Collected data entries
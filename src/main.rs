use std::path::{Path, PathBuf};

use clap::Parser;
use graphview::{RenderConfig, Variant};
use tracing::{debug, info};
use tracing_subscriber::EnvFilter;

#[derive(Parser)]
#[command(name = "graphview", about = "Render a JSON vertex/edge graph as an interactive HTML page")]
struct Cli {
    /// Graph JSON file, relative to --root
    #[arg(default_value = "graph.json")]
    input: PathBuf,

    /// Output HTML file, relative to --root
    #[arg(long, short = 'o', default_value = "vis/graph.html")]
    output: PathBuf,

    /// Directory relative paths are resolved against (defaults to the current directory)
    #[arg(long, env = "GRAPHVIEW_ROOT")]
    root: Option<PathBuf>,

    /// JSON file layered over the selected preset (relative to the working directory)
    #[arg(long, short = 'c')]
    config: Option<PathBuf>,

    /// Base styling preset
    #[arg(long, value_enum, default_value_t = Variant::Styled)]
    variant: Variant,

    /// Log filter, e.g. `debug` or `graphview=trace` (overrides RUST_LOG)
    #[arg(long)]
    log_level: Option<String>,
}

fn main() {
    let cli = Cli::parse();
    init_logging(cli.log_level.as_deref());

    match run(&cli) {
        Ok(summary) => info!(
            nodes = summary.nodes,
            edges = summary.edges,
            output = %summary.output.display(),
            "done"
        ),
        Err(e) => {
            eprintln!("ERROR: {e}");
            std::process::exit(1);
        }
    }
}

fn run(cli: &Cli) -> graphview::Result<graphview::RenderSummary> {
    let root = cli.root.clone().unwrap_or_else(|| PathBuf::from("."));
    let input = resolve(&root, &cli.input);
    let output = resolve(&root, &cli.output);
    debug!(root = %root.display(), input = %input.display(), output = %output.display(), "resolved paths");

    let config = match &cli.config {
        Some(path) => RenderConfig::load(path, cli.variant)?,
        None => RenderConfig::preset(cli.variant),
    };
    graphview::render_file(&input, &output, &config)
}

fn resolve(root: &Path, path: &Path) -> PathBuf {
    if path.is_absolute() {
        path.to_path_buf()
    } else {
        root.join(path)
    }
}

fn init_logging(level: Option<&str>) {
    let filter = match level {
        Some(level) => EnvFilter::new(level),
        None => EnvFilter::try_from_default_env().unwrap_or_else(|_| EnvFilter::new("warn")),
    };
    tracing_subscriber::fmt()
        .with_env_filter(filter)
        .with_writer(std::io::stderr)
        .init();
}
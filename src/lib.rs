pub mod color;
pub mod config;
pub mod error;
pub mod graph_ast;
pub mod graph_parser;
pub mod html_renderer;
pub mod length;
pub mod options;
pub mod visual;

use std::path::{Path, PathBuf};

pub use config::{RenderConfig, Variant};
pub use error::{Error, Result};

#[derive(Debug, Clone, PartialEq)]
pub struct RenderSummary {
    pub nodes: usize,
    pub edges: usize,
    pub output: PathBuf,
}

/// Renders a graph document held in memory to an HTML page.
pub fn render_str(input: &str, config: &RenderConfig) -> Result<String> {
    let data = graph_parser::parse_graph(input)?;
    let graph = prepare(&data, config)?;
    html_renderer::render(&graph, &config.page)
}

/// Loads `input`, renders it and writes the page to `output`. Nothing is written
/// unless every step before the write succeeds.
pub fn render_file(
    input: impl AsRef<Path>,
    output: impl AsRef<Path>,
    config: &RenderConfig,
) -> Result<RenderSummary> {
    let output = output.as_ref();
    let data = graph_parser::load_graph(input)?;
    let graph = prepare(&data, config)?;
    html_renderer::write_html(&graph, &config.page, output)?;
    Ok(RenderSummary {
        nodes: graph.nodes.len(),
        edges: graph.edges.len(),
        output: output.to_path_buf(),
    })
}

fn prepare(data: &graph_ast::GraphData, config: &RenderConfig) -> Result<visual::VisualGraph> {
    let mut graph = visual::build_visual(data, config)?;
    visual::annotate_neighbors(&mut graph);
    options::apply_layout_options(&mut graph, &config.layout);
    Ok(graph)
}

**TASK DIRECTIONS**. Task for the records above: copy every line in which the word "String" occurs.

**SOLUTION TO THE PROBLEM**.
    log_level: Option<String>,
pub fn render_str(input: &str, config: &RenderConfig) -> Result<String> {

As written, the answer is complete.